Meteoroiden [meteoroˈiːdən] (altgriechisch μετέωρα ‚Himmelserscheinungen‘, die Endung -iden von altgriechisch ιδεῖν ‚ähnlich sein‘) sind kleine Objekte des Sonnensystems auf einer Umlaufbahn um die Sonne, von denen einige die Erdbahn kreuzen. Ihre Größe reicht von Bruchteilen eines Millimeters (Mikrometeoroiden) bis zu etlichen Metern, entsprechend einer Masse vom Milligramm bis zu mehreren Tonnen.

Abgrenzung[Bearbeiten]

Meteoroiden sind größer als der interplanetare Staub und kleiner als Asteroiden. Zwischen Meteoroiden und Asteroiden gibt es weder hinsichtlich der Größe noch der Zusammensetzung eine eindeutige Grenze. Zusammen mit den Asteroiden und Kometen zählen Meteoroiden zu den Kleinkörpern des Sonnensystems.

Meteor[Bearbeiten]

Treten Meteoroiden in die Erdatmosphäre ein, so erzeugen sie durch die der Ionisierung der Luftteilchen folgenden Rekombination (nicht durch Reibung) eine Leuchterscheinung, Meteor genannt. Durch die Luftkompression vor dem Meteoroiden entsteht eine ebenfalls ionisierte und hell leuchtende Gaskugel aus erhitzter Luft und verdampfter, anfänglich fester Materie. Kleine Meteore werden auch als Sternschnuppen bezeichnet, große als Feuerkugeln oder Boliden.

Meteorit[Bearbeiten]

Ein eventuell nicht vollständig verglühter Meteoroid, der die Erdoberfläche erreicht, wird Meteorit genannt.[1]

Herkunft[Bearbeiten]

Meteoroiden sind von unterschiedlicher Herkunft. Sie können durch die Gravitation der Planeten aus dem Asteroidengürtel, aber auch durch den Sonnenwind aus Kometenkernen herausgelöst worden sein, die diese auf ihrer Bahn verlieren und dadurch in einen Meteorstrom zerfallen. Die Bezeichnung Meteoroidenstrom wäre zwar korrekter, ist aber nicht üblich. Weiterhin können sie durch Einschlag oder Zusammenprall auch aus Material von Asteroiden, Zwergplaneten oder Planeten bestehen. So wurden auf der Erde Meteoriten gefunden, die wahrscheinlich vom Mars und vom Mond stammen (siehe: Marsmeteorit, Mondmeteorit). Die weit überwiegende Anzahl der auf der Erde gefundenen Meteoriten stammt aber von Asteroiden.

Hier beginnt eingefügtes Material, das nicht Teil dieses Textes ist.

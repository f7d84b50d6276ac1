use std::time::Duration;

use reqwest::{Client, StatusCode};
use serde::Deserialize;
use serde_json::Value;

use crate::config::WeatherConfig;
use crate::constants::{FORECAST_POINTS_PER_DAY, USER_AGENT};
use crate::error::WeatherError;
use crate::models::{
    forecast_points, is_success_code, Coord, CurrentWeatherResponse, ForecastPoint,
    ForecastResponse, UvIndexResponse, WeatherObservation,
};

/// OpenWeatherMap client for current conditions, forecast and UV index
#[derive(Clone)]
pub struct WeatherClient {
    client: Client,
    api_key: String,
    base_url: String,
    forecast_days: usize,
}

impl WeatherClient {
    pub fn new(config: &WeatherConfig) -> anyhow::Result<Self> {
        let client = Client::builder()
            .user_agent(USER_AGENT)
            .timeout(Duration::from_secs(config.timeout_secs))
            .build()?;

        Ok(Self {
            client,
            api_key: config.api_key.clone(),
            base_url: config.base_url.trim_end_matches('/').to_string(),
            forecast_days: config.forecast_days,
        })
    }

    /// Makes an HTTP GET request and deserializes the JSON response.
    ///
    /// Non-success statuses are reported as `Ok(Err(status))` so callers can
    /// map them to their own "not found" semantics.
    async fn make_request<T: for<'de> Deserialize<'de>>(
        &self,
        url: &str,
        query: &[(&str, String)],
    ) -> Result<Result<T, StatusCode>, WeatherError> {
        tracing::debug!("GET {}", url);

        let response = self
            .client
            .get(url)
            .query(query)
            .query(&[("appid", &self.api_key)])
            .send()
            .await?;

        if !response.status().is_success() {
            return Ok(Err(response.status()));
        }

        let data = response.json::<T>().await?;
        Ok(Ok(data))
    }

    /// Current conditions in imperial units
    pub async fn current_weather(&self, city: &str) -> Result<WeatherObservation, WeatherError> {
        let url = format!("{}/weather", self.base_url);
        let query = [("q", city.to_string()), ("units", "imperial".to_string())];

        let data = match self.make_request::<CurrentWeatherResponse>(&url, &query).await? {
            Ok(data) => data,
            Err(status) => {
                tracing::info!("Current weather for {} returned {}", city, status);
                return Err(WeatherError::CityNotFound(city.to_string()));
            }
        };

        if !is_success_code(&data.cod) {
            return Err(WeatherError::CityNotFound(city.to_string()));
        }

        WeatherObservation::try_from(data)
    }

    /// 3-hourly forecast points.
    ///
    /// A payload that does not convert cleanly yields no points rather than
    /// an error.
    pub async fn forecast(&self, city: &str) -> Result<Vec<ForecastPoint>, WeatherError> {
        let url = format!("{}/forecast", self.base_url);
        let count = self.forecast_days * FORECAST_POINTS_PER_DAY;
        let query = [
            ("q", city.to_string()),
            ("units", "imperial".to_string()),
            ("cnt", count.to_string()),
        ];

        let raw = match self.make_request::<Value>(&url, &query).await? {
            Ok(raw) => raw,
            Err(status) => {
                tracing::info!("Forecast for {} returned {}", city, status);
                return Err(WeatherError::CityNotFound(city.to_string()));
            }
        };

        let data = match serde_json::from_value::<ForecastResponse>(raw) {
            Ok(data) => data,
            Err(e) => {
                tracing::warn!("Ignoring malformed forecast for {}: {}", city, e);
                return Ok(Vec::new());
            }
        };

        if !is_success_code(&data.cod) {
            return Err(WeatherError::CityNotFound(city.to_string()));
        }

        Ok(forecast_points(data).unwrap_or_else(|e| {
            tracing::warn!("Ignoring malformed forecast for {}: {}", city, e);
            Vec::new()
        }))
    }

    /// UV index at the coordinates, `0.0` on any failure
    pub async fn uv_index(&self, coord: Coord) -> f64 {
        let url = format!("{}/uvi", self.base_url);
        let query = [("lat", coord.lat.to_string()), ("lon", coord.lon.to_string())];

        match self.make_request::<UvIndexResponse>(&url, &query).await {
            Ok(Ok(data)) => data.value,
            Ok(Err(status)) => {
                tracing::warn!("UV index request returned {}", status);
                0.0
            }
            Err(e) => {
                tracing::warn!("UV index unavailable: {}", e);
                0.0
            }
        }
    }
}
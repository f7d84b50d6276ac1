use chrono::{DateTime, FixedOffset};
use schemars::JsonSchema;
use serde::{Deserialize, Serialize};
use serde_json::Value;

use crate::error::WeatherError;

// ============================================================================
// OpenWeatherMap API Models
// ============================================================================

#[derive(Debug, Deserialize)]
pub struct CurrentWeatherResponse {
    #[serde(default)]
    pub cod: Value,
    #[serde(default)]
    pub name: String,
    pub coord: Option<Coord>,
    #[serde(default)]
    pub weather: Vec<Condition>,
    pub main: Option<MainReadings>,
    pub wind: Option<Wind>,
    pub rain: Option<Rain>,
}

#[derive(Debug, Clone, Copy, Deserialize, Serialize)]
pub struct Coord {
    pub lat: f64,
    pub lon: f64,
}

#[derive(Debug, Deserialize)]
pub struct Condition {
    #[serde(default)]
    pub main: String,
    #[serde(default)]
    pub description: String,
}

#[derive(Debug, Deserialize)]
pub struct MainReadings {
    pub temp: Option<f64>,
    pub feels_like: Option<f64>,
    pub temp_min: f64,
    pub temp_max: f64,
    pub humidity: f64,
}

#[derive(Debug, Deserialize)]
pub struct Wind {
    #[serde(default)]
    pub speed: f64,
}

#[derive(Debug, Deserialize)]
pub struct Rain {
    #[serde(rename = "1h")]
    pub one_hour: Option<f64>,
    #[serde(rename = "3h")]
    pub three_hours: Option<f64>,
}

#[derive(Debug, Deserialize)]
pub struct ForecastResponse {
    #[serde(default)]
    pub cod: Value,
    pub city: Option<ForecastCity>,
    #[serde(default)]
    pub list: Vec<ForecastEntry>,
}

#[derive(Debug, Deserialize)]
pub struct ForecastCity {
    /// Shift in seconds from UTC
    #[serde(default)]
    pub timezone: i32,
}

#[derive(Debug, Deserialize)]
pub struct ForecastEntry {
    pub dt: i64,
    pub main: Option<MainReadings>,
    #[serde(default)]
    pub weather: Vec<Condition>,
    pub wind: Option<Wind>,
    pub rain: Option<Rain>,
}

#[derive(Debug, Deserialize)]
pub struct UvIndexResponse {
    #[serde(default)]
    pub value: f64,
}

/// The provider reports its status both as an integer (current weather) and
/// as a string (forecast).
pub fn is_success_code(cod: &Value) -> bool {
    match cod {
        Value::Number(n) => n.as_i64() == Some(200),
        Value::String(s) => s.trim() == "200",
        _ => false,
    }
}

// ============================================================================
// Domain Models
// ============================================================================

/// Snapshot of current conditions for one city
#[derive(Debug, Clone, Serialize)]
pub struct WeatherObservation {
    pub city: String,
    pub temperature: f64,
    pub feels_like: f64,
    pub temp_max: f64,
    pub temp_min: f64,
    pub humidity: f64,
    pub wind_speed: f64,
    pub condition: String,
    pub description: String,
    pub rain_1h: Option<f64>,
    pub coord: Coord,
}

impl TryFrom<CurrentWeatherResponse> for WeatherObservation {
    type Error = WeatherError;

    fn try_from(data: CurrentWeatherResponse) -> Result<Self, Self::Error> {
        let main = data
            .main
            .ok_or_else(|| WeatherError::MalformedPayload("missing `main` readings".into()))?;
        let temperature = main
            .temp
            .ok_or_else(|| WeatherError::MalformedPayload("missing `main.temp`".into()))?;
        let coord = data
            .coord
            .ok_or_else(|| WeatherError::MalformedPayload("missing `coord`".into()))?;
        let condition = data.weather.into_iter().next().ok_or_else(|| {
            WeatherError::MalformedPayload("missing `weather` conditions".into())
        })?;

        Ok(Self {
            city: data.name,
            temperature,
            feels_like: main.feels_like.unwrap_or(temperature),
            temp_max: main.temp_max,
            temp_min: main.temp_min,
            humidity: main.humidity,
            wind_speed: data.wind.map(|w| w.speed).unwrap_or_default(),
            condition: condition.main,
            description: condition.description,
            rain_1h: data.rain.and_then(|r| r.one_hour),
            coord,
        })
    }
}

/// One 3-hourly forecast sample
#[derive(Debug, Clone, Serialize)]
pub struct ForecastPoint {
    pub timestamp: DateTime<FixedOffset>,
    pub temp_max: f64,
    pub temp_min: f64,
    pub humidity: f64,
    /// 3h accumulation, zero when the provider omits it
    pub precipitation: f64,
    pub wind_speed: f64,
    pub condition: String,
    pub description: String,
}

impl ForecastPoint {
    pub fn from_entry(entry: ForecastEntry, offset: FixedOffset) -> Result<Self, WeatherError> {
        let timestamp = DateTime::from_timestamp(entry.dt, 0)
            .ok_or_else(|| WeatherError::MalformedPayload(format!("bad timestamp {}", entry.dt)))?
            .with_timezone(&offset);
        let main = entry.main.ok_or_else(|| {
            WeatherError::MalformedPayload(format!("forecast point {} has no readings", entry.dt))
        })?;
        let condition = entry.weather.into_iter().next();

        Ok(Self {
            timestamp,
            temp_max: main.temp_max,
            temp_min: main.temp_min,
            humidity: main.humidity,
            precipitation: entry.rain.and_then(|r| r.three_hours).unwrap_or(0.0),
            wind_speed: entry.wind.map(|w| w.speed).unwrap_or_default(),
            condition: condition.as_ref().map(|c| c.main.clone()).unwrap_or_default(),
            description: condition.map(|c| c.description).unwrap_or_default(),
        })
    }
}

/// Convert a provider forecast into points, all-or-nothing
pub fn forecast_points(data: ForecastResponse) -> Result<Vec<ForecastPoint>, WeatherError> {
    let offset_secs = data.city.map(|c| c.timezone).unwrap_or_default();
    let offset = FixedOffset::east_opt(offset_secs).ok_or_else(|| {
        WeatherError::MalformedPayload(format!("bad timezone offset {offset_secs}"))
    })?;

    data.list
        .into_iter()
        .map(|entry| ForecastPoint::from_entry(entry, offset))
        .collect()
}

// ============================================================================
// MCP Tool Request Models
// ============================================================================

#[derive(Debug, Deserialize, Serialize, JsonSchema)]
pub struct GetDashboardRequest {
    /// City name, e.g. "Fargo" or "Fresno,US"
    pub city: String,
}

#[derive(Debug, Deserialize, Serialize, JsonSchema)]
pub struct GetCurrentWeatherRequest {
    pub city: String,
}

#[derive(Debug, Deserialize, Serialize, JsonSchema)]
pub struct GetRecommendationsRequest {
    /// City name used as context for the recommendations
    pub city: String,
    /// Weather condition such as "Rain", "Clear" or "Snow"
    #[serde(default)]
    pub condition: String,
    /// Current temperature in °F
    pub temperature: f64,
}
use std::sync::Arc;

use serde::Serialize;
use serde_json::{Map, Value};

use crate::climate::ClimateLabel;
use crate::config::GenerationConfig;
use crate::constants::DEFAULT_CONFIDENCE;
use crate::error::GenerationFailure;
use crate::llm::{OpenAiCompatibleClient, TextGenerator, TextRequest};

const SYSTEM_PROMPT: &str = "You are an agricultural advisor. You receive a short climate label \
such as 'rain', 'winter' or 'sunny' and reply with practical precautions for farmers. \
Reply with a single JSON object with exactly these keys: irrigation_analysis, pest_analysis, \
field_analysis, crop_analysis. Each value is an object with 'recommendation' (a short text) \
and 'confidence' (an integer from 0 to 100). Output nothing except the JSON object.";

#[derive(Debug, Clone, PartialEq, Eq, Serialize)]
pub struct Recommendation {
    #[serde(rename = "recommendation")]
    pub text: String,
    pub confidence: u8,
}

impl Recommendation {
    pub fn new(text: impl Into<String>, confidence: u8) -> Self {
        Self {
            text: text.into(),
            confidence: confidence.min(100),
        }
    }

    pub fn priority(&self) -> Priority {
        Priority::from_confidence(self.confidence)
    }
}

#[derive(Debug, Clone, Copy, PartialEq, Eq, PartialOrd, Ord, Serialize)]
pub enum Priority {
    Low,
    Medium,
    High,
}

impl Priority {
    pub fn from_confidence(confidence: u8) -> Self {
        match confidence {
            80.. => Priority::High,
            60..=79 => Priority::Medium,
            _ => Priority::Low,
        }
    }

    pub fn as_str(self) -> &'static str {
        match self {
            Priority::Low => "Low",
            Priority::Medium => "Medium",
            Priority::High => "High",
        }
    }
}

/// The four recommendation categories. Every field is always populated.
#[derive(Debug, Clone, PartialEq, Eq, Serialize)]
pub struct AnalysisResult {
    pub irrigation_analysis: Recommendation,
    pub pest_analysis: Recommendation,
    pub field_analysis: Recommendation,
    pub crop_analysis: Recommendation,
}

#[derive(Debug, Clone, Serialize)]
pub struct PrioritizedRecommendation {
    pub recommendation: String,
    pub confidence: u8,
    pub priority: Priority,
}

impl From<&Recommendation> for PrioritizedRecommendation {
    fn from(rec: &Recommendation) -> Self {
        Self {
            recommendation: rec.text.clone(),
            confidence: rec.confidence,
            priority: rec.priority(),
        }
    }
}

#[derive(Debug, Clone, Serialize)]
pub struct PrioritizedAnalysis {
    pub irrigation_analysis: PrioritizedRecommendation,
    pub pest_analysis: PrioritizedRecommendation,
    pub field_analysis: PrioritizedRecommendation,
    pub crop_analysis: PrioritizedRecommendation,
}

impl AnalysisResult {
    /// Pair each recommendation with the priority derived from its confidence
    pub fn prioritized(&self) -> PrioritizedAnalysis {
        PrioritizedAnalysis {
            irrigation_analysis: (&self.irrigation_analysis).into(),
            pest_analysis: (&self.pest_analysis).into(),
            field_analysis: (&self.field_analysis).into(),
            crop_analysis: (&self.crop_analysis).into(),
        }
    }
}

// ============================================================================
// Fallback table
// ============================================================================

#[derive(Debug, Clone, Copy, PartialEq, Eq)]
pub enum FallbackCategory {
    Rain,
    Winter,
    Sunny,
    Moderate,
}
use serde::Serialize;

use crate::climate::weather_icon;
use crate::constants::{FORECAST_DAYS, FORECAST_POINTS_PER_DAY};
use crate::metrics::{frost_risk, growing_degree_days_default, FrostRisk};
use crate::models::ForecastPoint;

/// One sampled forecast point per day with its derived metrics
#[derive(Debug, Clone, Serialize)]
pub struct DailySummary {
    /// ISO date, `YYYY-MM-DD`
    pub date: String,
    /// e.g. `Wed, Jun 12`
    pub date_formatted: String,
    /// e.g. `06/12`
    pub label: String,
    pub temp_max: f64,
    pub temp_min: f64,
    pub humidity: f64,
    pub precipitation: f64,
    pub wind_speed: f64,
    pub gdd: f64,
    pub frost_risk: FrostRisk,
    pub weather: String,
    pub weather_icon: &'static str,
}

/// Parallel series aligned index-for-index with the daily summaries
#[derive(Debug, Clone, Default, Serialize)]
pub struct ChartSeries {
    pub labels: Vec<String>,
    pub temperature: Vec<f64>,
    pub humidity: Vec<f64>,
    pub gdd: Vec<f64>,
}

#[derive(Debug, Clone, Default, Serialize)]
pub struct ForecastSummary {
    pub days: Vec<DailySummary>,
    pub chart: ChartSeries,
}

impl ForecastSummary {
    pub fn is_empty(&self) -> bool {
        self.days.is_empty()
    }
}

/// Sample the first point of each day (every 8th point) for up to seven days.
pub fn reduce_forecast(points: &[ForecastPoint]) -> ForecastSummary {
    let limit = points.len().min(FORECAST_DAYS * FORECAST_POINTS_PER_DAY);
    let mut summary = ForecastSummary::default();

    for point in points[..limit].iter().step_by(FORECAST_POINTS_PER_DAY) {
        let gdd = growing_degree_days_default(point.temp_max, point.temp_min);
        let label = point.timestamp.format("%m/%d").to_string();

        summary.chart.labels.push(label.clone());
        summary
            .chart
            .temperature
            .push(round_one((point.temp_max + point.temp_min) / 2.0));
        summary.chart.humidity.push(point.humidity);
        summary.chart.gdd.push(round_one(gdd));

        summary.days.push(DailySummary {
            date: point.timestamp.format("%Y-%m-%d").to_string(),
            date_formatted: point.timestamp.format("%a, %b %d").to_string(),
            label,
            temp_max: point.temp_max,
            temp_min: point.temp_min,
            humidity: point.humidity,
            precipitation: point.precipitation,
            wind_speed: point.wind_speed,
            gdd,
            frost_risk: frost_risk(point.temp_min, point.humidity),
            weather: point.description.clone(),
            weather_icon: weather_icon(&point.condition),
        });
    }

    summary
}

fn round_one(value: f64) -> f64 {
    (value * 10.0).round() / 10.0
}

Gefahr für die Raumfahrt[Bearbeiten]

Für die Raumfahrt stellen selbst Mikrometeoroiden ein Risiko dar, da ihre Einschlagsenergie so hoch ist, dass bereits Teile mit der Größe von Bruchteilen eines Millimeters zu erheblichen Zerstörungen führen.[2]

Etymologie[Bearbeiten]

Bis Mitte des 20. Jahrhunderts wurden Meteoroiden als „Meteoriten“ und Meteoriten eher als „Meteorsteine“ bezeichnet.[3][4] Danach wurde zusätzlich zur Bezeichnung „Meteorstein“ der Ausdruck „Meteorit“ als Synonym eingeführt.[5] Als Meteorit wurden also im weiteren Sinne sowohl die noch im interplanetaren Raum treibenden als auch (im engeren Sinne) die zur Erdoberfläche gelangten Objekte bezeichnet.[6] Seit Anfang der 1990er Jahre[7] wurde auch für erstere die bis dahin hauptsächlich im angelsächsischen Raum gebräuchliche Bezeichnung „Meteoroid“ üblich.[8]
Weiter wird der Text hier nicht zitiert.